Working data
——————————

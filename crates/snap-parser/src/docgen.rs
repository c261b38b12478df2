//! React component documentation extraction.
//!
//! Resolves the component a file defines (default export first, else the
//! first candidate in source order) and reports its display name, leading
//! `JSDoc` description, and declared props with types and defaults.
//!
//! Recognized component forms:
//! - classes extending `Component` / `PureComponent` (or defining `render`)
//! - capitalized function declarations and arrow/function expressions that
//!   render JSX, also when wrapped in `memo`/`forwardRef`-style calls
//! - any identifier that receives a `X.propTypes = …` assignment

mod components;
mod defaults;
mod helpers;
mod prop_types;

use std::path::Path;

use ast_grep_language::SupportLang;
use snap_core::{ComponentDoc, PropExtractor};

use crate::error::ParserError;
use crate::parser::{detect_language, parse_source};
use components::ModuleScan;
use helpers::{extract_jsdoc_before, has_syntax_error, string_value};

/// [`PropExtractor`] backed by the ast-grep JavaScript/TypeScript grammars.
#[derive(Debug, Clone, Copy, Default)]
pub struct DocgenExtractor;

impl DocgenExtractor {
    #[must_use]
    pub const fn new() -> Self {
        Self
    }

    /// Read and extract the component defined in `path`.
    ///
    /// # Errors
    /// Returns `ParserError::Io` if the file cannot be read, or any error
    /// [`extract_component`] reports.
    pub fn extract_file(&self, path: &Path) -> Result<ComponentDoc, ParserError> {
        let source = std::fs::read_to_string(path)?;
        self.extract(&source, path)
    }
}

impl PropExtractor for DocgenExtractor {
    type Error = ParserError;

    fn extract(&self, source: &str, path: &Path) -> Result<ComponentDoc, Self::Error> {
        let path_text = path.to_string_lossy();
        let lang = detect_language(&path_text)
            .ok_or_else(|| ParserError::UnsupportedLanguage(path_text.to_string()))?;
        extract_component(source, lang)
    }
}

/// Extract the component documented in `source`.
///
/// # Errors
/// Returns `ParserError::ParseFailed` if the source has syntax errors and
/// `ParserError::NoComponent` if no component definition is found.
pub fn extract_component(source: &str, lang: SupportLang) -> Result<ComponentDoc, ParserError> {
    let tree = parse_source(source, lang);
    let root = tree.root();
    if has_syntax_error(&root) {
        return Err(ParserError::ParseFailed {
            language: format!("{lang:?}"),
            message: "source contains syntax errors".to_string(),
        });
    }

    let scan = ModuleScan::new(&root);
    let component = scan.resolve().ok_or(ParserError::NoComponent)?;

    let mut props = scan
        .static_value(component, "propTypes")
        .and_then(|value| scan.resolve_object(&value))
        .map(|object| prop_types::parse_prop_types(&object, &scan))
        .unwrap_or_default();
    defaults::apply_defaults(&mut props, component, &scan);

    let display_name = scan
        .static_value(component, "displayName")
        .and_then(|value| string_value(&value))
        .unwrap_or_else(|| component.name.clone());

    tracing::debug!(
        component = %display_name,
        props = props.len(),
        "extracted component"
    );

    Ok(ComponentDoc {
        display_name: (!display_name.is_empty()).then_some(display_name),
        description: extract_jsdoc_before(&component.anchor),
        props: (!props.is_empty()).then_some(props),
    })
}

#[cfg(test)]
mod tests;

——————————

Exercise
Each line from the beginning of the listing up to the line where "- classes extending" appears needs to be given again exactly; please add nothing else.

Task output
filename crates/snap-parser/src/docgen.rs
repository c261b38b12478df2
//! React component documentation extraction.
//!
//! Resolves the component a file defines (default export first, else the
//! first candidate in source order) and reports its display name, leading
//! `JSDoc` description, and declared props with types and defaults.
//!
//! Recognized component forms:
//! - classes extending `Component` / `PureComponent` (or defining `render`)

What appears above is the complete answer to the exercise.